Aim of the exercise: Go over the material below and report every line that contains the word "String".

Records for the task:
++++++++++

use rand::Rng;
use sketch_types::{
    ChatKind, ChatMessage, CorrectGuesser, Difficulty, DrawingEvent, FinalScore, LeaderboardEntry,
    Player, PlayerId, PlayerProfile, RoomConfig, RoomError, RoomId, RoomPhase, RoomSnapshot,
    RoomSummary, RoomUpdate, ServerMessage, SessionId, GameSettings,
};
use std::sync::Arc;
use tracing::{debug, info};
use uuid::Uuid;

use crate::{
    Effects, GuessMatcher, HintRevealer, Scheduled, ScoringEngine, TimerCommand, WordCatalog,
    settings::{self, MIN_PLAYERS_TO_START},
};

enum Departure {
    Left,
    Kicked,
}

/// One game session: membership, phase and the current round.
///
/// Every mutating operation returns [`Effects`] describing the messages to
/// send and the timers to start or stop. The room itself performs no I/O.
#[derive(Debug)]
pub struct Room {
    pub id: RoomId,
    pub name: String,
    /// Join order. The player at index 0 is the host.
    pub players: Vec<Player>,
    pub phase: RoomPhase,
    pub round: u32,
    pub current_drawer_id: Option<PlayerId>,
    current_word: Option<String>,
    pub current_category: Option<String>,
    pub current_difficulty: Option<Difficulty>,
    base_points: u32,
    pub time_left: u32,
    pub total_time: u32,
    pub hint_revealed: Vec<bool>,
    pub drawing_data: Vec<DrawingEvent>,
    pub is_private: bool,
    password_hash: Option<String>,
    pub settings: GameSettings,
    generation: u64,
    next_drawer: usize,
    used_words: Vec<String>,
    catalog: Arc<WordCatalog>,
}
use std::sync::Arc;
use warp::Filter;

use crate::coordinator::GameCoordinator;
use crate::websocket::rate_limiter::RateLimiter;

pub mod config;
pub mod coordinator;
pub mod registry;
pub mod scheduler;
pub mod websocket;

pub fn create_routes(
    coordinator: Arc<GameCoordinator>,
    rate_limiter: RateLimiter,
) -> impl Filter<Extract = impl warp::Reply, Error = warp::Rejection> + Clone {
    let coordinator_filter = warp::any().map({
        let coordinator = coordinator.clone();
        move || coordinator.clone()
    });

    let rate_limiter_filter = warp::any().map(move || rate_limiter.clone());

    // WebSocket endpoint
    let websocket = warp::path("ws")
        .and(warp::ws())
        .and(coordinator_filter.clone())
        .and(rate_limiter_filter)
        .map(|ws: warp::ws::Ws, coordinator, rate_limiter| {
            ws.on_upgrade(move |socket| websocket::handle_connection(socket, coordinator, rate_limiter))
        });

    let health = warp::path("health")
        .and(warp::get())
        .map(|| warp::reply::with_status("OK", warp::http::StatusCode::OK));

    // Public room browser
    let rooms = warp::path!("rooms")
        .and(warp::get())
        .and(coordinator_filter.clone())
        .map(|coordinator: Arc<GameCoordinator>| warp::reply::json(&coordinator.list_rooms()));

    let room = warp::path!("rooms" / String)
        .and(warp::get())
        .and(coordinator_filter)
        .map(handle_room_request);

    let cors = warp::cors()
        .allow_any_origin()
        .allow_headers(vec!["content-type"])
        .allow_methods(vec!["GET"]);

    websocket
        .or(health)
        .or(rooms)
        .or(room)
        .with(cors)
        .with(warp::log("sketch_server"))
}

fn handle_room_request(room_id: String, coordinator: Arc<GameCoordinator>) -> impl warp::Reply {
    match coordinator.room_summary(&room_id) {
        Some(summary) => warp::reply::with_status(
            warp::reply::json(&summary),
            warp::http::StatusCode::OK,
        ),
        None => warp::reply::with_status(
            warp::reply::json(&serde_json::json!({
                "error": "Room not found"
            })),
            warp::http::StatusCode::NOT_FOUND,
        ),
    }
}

++++++++++

Task result:
    pub name: String,
    current_word: Option<String>,
    pub current_category: Option<String>,
    password_hash: Option<String>,
    used_words: Vec<String>,
    let room = warp::path!("rooms" / String)
fn handle_room_request(room_id: String, coordinator: Arc<GameCoordinator>) -> impl warp::Reply {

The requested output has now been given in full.